↓↓↓
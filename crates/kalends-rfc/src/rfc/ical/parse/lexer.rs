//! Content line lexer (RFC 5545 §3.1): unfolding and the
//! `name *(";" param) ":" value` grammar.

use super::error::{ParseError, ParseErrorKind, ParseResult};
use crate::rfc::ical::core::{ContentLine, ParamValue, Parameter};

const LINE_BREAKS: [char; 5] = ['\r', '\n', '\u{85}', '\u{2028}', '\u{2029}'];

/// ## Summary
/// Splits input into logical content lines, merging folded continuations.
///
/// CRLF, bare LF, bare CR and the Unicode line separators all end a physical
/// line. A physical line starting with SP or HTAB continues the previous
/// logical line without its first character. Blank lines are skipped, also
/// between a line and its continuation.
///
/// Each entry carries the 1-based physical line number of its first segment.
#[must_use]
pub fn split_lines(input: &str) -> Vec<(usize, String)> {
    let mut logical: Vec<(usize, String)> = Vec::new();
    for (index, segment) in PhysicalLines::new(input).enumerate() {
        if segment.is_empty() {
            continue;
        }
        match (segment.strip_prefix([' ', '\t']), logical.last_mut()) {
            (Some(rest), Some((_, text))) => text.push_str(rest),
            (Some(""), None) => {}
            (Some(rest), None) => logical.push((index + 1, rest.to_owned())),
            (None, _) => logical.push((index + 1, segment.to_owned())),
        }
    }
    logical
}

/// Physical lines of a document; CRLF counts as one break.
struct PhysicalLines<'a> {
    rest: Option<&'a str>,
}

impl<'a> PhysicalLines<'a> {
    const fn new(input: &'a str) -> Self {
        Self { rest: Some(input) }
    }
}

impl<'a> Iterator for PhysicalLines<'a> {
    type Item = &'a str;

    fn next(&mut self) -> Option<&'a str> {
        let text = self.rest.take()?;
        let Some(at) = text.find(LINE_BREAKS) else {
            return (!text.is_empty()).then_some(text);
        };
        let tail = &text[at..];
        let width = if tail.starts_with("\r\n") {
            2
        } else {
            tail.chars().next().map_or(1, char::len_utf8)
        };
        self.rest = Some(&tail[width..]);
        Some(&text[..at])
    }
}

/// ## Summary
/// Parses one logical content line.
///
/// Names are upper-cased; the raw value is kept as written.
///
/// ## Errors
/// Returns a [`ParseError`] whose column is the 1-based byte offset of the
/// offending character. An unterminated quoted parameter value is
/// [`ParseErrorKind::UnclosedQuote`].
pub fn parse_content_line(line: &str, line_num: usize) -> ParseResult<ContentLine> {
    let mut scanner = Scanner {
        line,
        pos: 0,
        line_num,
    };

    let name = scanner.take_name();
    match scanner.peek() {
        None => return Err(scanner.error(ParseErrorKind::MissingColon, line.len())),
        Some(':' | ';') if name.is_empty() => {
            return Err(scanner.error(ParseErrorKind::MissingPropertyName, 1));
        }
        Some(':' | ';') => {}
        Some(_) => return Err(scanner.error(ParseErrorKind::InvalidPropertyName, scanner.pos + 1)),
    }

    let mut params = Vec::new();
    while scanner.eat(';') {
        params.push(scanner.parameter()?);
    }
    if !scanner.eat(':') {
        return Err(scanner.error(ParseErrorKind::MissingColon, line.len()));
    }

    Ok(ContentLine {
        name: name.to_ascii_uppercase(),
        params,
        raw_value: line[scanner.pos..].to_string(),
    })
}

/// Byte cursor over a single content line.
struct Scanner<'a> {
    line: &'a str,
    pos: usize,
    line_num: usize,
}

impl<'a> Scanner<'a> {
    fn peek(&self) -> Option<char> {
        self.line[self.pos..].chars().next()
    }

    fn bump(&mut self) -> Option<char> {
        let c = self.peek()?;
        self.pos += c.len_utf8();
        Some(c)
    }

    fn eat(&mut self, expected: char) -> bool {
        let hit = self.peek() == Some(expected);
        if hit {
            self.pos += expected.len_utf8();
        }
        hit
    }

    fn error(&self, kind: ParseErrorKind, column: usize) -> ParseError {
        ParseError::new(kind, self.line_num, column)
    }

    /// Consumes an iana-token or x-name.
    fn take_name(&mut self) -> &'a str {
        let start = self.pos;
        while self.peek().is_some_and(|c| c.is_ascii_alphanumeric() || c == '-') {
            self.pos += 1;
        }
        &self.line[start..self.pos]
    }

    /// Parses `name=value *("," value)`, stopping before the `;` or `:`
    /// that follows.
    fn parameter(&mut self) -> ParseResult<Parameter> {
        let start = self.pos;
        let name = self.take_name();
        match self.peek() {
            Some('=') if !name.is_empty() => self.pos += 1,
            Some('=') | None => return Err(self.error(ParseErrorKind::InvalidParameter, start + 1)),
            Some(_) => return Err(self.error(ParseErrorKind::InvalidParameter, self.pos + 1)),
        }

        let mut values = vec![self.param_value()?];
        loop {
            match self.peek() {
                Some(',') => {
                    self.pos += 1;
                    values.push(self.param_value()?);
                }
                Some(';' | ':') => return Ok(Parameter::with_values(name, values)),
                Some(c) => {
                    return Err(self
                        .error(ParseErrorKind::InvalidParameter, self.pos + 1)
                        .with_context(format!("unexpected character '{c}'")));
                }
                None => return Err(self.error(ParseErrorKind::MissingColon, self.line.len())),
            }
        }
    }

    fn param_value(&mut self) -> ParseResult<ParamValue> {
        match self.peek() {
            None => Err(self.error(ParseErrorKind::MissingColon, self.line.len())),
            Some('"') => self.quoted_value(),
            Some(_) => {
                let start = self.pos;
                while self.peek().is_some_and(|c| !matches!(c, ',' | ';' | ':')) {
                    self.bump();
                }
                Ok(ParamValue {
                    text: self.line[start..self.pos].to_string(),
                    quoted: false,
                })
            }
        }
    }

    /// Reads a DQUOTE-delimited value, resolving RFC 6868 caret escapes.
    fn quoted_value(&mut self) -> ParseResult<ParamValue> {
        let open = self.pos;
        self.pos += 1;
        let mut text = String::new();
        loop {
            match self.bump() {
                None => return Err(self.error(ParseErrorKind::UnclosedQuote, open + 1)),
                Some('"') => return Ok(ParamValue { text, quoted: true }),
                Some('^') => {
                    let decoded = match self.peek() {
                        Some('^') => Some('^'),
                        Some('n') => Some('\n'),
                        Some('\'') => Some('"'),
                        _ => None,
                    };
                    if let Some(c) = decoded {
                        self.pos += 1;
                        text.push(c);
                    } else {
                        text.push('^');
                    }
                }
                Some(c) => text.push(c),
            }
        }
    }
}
↑↑↑
■ AIM OF THE EXERCISE
Each line in the data that holds the string "based" should be found and copied.

■ OUTPUT OF THE TASK
/// Each entry carries the 1-based physical line number of its first segment.
/// Returns a [`ParseError`] whose column is the 1-based byte offset of the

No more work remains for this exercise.